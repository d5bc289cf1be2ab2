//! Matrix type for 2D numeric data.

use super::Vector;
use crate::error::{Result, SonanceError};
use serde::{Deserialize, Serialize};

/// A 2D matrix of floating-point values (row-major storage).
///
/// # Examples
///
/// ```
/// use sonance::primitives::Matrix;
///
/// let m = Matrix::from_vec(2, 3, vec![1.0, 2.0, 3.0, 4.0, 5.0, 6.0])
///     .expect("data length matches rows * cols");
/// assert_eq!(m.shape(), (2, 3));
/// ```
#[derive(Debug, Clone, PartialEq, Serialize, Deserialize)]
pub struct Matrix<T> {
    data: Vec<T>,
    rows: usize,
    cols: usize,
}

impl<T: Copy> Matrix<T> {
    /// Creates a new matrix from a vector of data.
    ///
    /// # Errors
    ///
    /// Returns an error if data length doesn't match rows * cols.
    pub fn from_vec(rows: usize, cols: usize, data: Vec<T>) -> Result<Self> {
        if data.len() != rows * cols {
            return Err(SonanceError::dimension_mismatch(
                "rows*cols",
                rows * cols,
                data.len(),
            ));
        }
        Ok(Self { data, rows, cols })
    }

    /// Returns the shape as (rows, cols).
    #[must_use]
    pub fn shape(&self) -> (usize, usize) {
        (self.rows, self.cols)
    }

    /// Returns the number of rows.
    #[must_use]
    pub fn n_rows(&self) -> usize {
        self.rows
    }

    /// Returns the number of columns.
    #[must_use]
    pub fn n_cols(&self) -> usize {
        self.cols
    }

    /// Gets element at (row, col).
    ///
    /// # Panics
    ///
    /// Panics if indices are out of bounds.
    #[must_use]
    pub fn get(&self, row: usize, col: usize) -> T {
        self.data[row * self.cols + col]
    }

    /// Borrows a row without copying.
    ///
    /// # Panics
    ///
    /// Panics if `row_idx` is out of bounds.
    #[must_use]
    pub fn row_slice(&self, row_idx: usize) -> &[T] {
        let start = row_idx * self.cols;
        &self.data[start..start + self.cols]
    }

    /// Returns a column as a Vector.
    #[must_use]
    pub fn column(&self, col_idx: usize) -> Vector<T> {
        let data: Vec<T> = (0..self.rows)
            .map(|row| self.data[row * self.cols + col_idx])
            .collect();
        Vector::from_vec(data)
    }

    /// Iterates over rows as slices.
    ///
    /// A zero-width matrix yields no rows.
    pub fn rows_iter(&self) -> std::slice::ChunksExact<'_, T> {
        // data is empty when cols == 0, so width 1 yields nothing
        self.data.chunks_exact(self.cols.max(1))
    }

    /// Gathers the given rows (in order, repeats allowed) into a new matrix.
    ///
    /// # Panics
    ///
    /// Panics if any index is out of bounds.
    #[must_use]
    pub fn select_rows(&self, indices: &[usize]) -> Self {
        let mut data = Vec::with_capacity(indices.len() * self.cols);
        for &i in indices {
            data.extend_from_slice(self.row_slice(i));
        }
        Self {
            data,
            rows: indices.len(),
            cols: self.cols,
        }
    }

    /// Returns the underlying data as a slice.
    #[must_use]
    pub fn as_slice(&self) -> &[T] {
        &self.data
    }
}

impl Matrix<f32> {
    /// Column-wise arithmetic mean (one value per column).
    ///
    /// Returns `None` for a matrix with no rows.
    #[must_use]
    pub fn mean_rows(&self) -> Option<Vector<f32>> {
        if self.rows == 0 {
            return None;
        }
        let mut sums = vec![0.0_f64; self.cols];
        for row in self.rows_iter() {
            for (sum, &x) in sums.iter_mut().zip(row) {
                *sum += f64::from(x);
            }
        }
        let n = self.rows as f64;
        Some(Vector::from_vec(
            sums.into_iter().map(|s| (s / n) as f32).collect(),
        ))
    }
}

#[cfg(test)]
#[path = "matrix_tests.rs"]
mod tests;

++++++++

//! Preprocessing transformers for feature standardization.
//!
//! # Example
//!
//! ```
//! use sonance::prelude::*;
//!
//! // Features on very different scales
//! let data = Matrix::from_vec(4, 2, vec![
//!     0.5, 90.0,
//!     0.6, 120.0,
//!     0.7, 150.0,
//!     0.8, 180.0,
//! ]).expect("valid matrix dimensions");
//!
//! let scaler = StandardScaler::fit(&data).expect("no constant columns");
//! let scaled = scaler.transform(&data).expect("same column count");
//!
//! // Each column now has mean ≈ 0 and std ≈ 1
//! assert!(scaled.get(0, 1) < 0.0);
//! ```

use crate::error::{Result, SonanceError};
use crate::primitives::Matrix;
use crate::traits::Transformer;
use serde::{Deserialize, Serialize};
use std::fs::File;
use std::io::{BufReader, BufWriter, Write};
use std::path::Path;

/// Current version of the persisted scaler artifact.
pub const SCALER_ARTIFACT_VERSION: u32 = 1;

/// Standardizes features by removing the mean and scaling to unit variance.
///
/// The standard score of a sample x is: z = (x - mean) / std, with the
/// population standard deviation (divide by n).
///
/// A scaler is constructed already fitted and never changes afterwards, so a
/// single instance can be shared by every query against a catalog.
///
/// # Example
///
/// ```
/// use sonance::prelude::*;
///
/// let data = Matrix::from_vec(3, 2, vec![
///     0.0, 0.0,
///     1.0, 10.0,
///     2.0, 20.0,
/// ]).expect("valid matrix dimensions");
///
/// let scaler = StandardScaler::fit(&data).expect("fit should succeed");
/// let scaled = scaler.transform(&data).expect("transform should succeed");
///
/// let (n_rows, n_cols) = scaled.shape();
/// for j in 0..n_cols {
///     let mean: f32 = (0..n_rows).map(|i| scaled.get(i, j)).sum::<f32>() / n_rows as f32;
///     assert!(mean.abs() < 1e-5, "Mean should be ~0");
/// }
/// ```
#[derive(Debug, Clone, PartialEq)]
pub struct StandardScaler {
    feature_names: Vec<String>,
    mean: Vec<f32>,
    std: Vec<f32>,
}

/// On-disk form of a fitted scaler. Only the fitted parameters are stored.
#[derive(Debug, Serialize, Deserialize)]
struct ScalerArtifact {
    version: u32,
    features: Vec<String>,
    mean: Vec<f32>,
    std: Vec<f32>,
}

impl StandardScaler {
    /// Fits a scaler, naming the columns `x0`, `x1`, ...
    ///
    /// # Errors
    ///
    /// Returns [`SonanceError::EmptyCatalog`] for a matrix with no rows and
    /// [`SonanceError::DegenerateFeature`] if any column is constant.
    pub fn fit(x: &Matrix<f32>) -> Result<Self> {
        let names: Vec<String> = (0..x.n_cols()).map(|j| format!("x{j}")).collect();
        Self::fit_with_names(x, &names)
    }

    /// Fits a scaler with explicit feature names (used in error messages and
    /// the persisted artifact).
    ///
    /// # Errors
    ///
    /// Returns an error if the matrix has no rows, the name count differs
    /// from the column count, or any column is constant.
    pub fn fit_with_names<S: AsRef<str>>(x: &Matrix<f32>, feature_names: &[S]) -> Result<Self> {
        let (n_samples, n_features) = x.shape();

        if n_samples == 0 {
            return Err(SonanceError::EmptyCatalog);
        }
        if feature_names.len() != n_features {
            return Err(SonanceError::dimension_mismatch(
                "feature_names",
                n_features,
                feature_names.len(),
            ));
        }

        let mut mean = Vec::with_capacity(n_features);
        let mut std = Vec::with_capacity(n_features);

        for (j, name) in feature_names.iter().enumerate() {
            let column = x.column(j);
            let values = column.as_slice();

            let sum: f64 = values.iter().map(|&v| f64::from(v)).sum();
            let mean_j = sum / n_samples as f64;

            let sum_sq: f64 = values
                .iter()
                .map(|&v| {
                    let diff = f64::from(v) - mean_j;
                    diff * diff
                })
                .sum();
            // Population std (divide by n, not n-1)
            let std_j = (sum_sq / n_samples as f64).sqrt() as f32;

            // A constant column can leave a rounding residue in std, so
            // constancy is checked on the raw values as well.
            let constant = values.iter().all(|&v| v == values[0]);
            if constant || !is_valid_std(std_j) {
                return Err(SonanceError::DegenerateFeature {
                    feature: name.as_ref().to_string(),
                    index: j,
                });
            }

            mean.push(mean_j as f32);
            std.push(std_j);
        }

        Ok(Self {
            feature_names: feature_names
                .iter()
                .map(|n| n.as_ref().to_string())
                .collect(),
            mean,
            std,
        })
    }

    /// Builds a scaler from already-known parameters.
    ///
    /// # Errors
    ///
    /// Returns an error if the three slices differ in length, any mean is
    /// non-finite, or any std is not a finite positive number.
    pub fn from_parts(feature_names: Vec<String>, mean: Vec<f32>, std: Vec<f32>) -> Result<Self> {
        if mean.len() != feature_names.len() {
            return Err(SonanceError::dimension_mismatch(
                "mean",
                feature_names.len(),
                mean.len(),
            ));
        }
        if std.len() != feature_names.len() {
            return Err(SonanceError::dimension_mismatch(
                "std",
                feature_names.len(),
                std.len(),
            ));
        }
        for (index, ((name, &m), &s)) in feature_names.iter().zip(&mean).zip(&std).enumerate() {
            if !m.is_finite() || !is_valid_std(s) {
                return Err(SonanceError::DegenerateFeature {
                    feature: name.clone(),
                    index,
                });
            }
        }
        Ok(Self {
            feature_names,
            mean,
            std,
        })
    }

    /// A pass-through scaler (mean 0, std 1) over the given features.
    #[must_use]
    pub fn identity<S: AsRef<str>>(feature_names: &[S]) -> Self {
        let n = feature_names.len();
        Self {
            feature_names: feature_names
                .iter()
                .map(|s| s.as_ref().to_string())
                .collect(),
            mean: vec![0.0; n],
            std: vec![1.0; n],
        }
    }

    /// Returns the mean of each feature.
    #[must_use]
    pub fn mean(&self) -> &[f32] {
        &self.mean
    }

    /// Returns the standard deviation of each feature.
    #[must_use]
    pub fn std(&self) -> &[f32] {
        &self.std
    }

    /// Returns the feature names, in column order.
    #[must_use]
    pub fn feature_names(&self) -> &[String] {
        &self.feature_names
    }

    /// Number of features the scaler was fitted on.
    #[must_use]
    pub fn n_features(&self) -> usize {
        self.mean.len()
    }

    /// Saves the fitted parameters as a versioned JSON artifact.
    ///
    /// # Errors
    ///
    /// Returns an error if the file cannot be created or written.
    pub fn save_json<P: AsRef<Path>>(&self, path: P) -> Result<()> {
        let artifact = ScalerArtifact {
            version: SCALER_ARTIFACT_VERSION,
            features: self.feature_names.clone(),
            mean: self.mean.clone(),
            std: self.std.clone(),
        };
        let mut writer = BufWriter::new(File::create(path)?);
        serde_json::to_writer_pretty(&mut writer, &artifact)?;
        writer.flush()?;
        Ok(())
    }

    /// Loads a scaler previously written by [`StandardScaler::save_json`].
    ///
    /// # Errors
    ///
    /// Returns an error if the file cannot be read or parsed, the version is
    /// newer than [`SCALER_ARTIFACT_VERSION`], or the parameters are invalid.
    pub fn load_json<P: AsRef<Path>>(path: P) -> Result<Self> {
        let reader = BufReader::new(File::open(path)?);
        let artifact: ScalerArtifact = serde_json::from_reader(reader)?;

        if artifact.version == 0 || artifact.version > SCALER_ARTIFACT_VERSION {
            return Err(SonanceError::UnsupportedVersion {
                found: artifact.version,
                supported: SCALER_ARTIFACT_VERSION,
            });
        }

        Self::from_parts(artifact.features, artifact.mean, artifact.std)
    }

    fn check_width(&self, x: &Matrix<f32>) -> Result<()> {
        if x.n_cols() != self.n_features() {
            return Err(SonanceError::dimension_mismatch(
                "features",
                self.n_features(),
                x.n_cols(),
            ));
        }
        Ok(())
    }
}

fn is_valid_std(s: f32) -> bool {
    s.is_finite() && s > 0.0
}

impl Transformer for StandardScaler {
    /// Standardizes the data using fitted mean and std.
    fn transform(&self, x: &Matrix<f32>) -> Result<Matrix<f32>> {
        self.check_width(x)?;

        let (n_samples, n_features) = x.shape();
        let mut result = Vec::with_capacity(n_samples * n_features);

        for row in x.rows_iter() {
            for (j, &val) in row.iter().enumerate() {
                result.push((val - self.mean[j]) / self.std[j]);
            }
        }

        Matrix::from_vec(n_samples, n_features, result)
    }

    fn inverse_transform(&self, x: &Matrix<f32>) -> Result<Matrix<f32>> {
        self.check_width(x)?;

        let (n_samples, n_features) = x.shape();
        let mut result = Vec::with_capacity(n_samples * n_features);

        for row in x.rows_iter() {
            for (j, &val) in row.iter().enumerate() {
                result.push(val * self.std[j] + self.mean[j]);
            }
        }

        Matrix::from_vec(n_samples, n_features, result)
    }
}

++++++++

**Work instruction**
Look through the listing, and copy each line in which the string "Deserialize" turns up.

**Expected answer**
use serde::{Deserialize, Serialize};
#[derive(Debug, Clone, PartialEq, Serialize, Deserialize)]
use serde::{Deserialize, Serialize};
#[derive(Debug, Serialize, Deserialize)]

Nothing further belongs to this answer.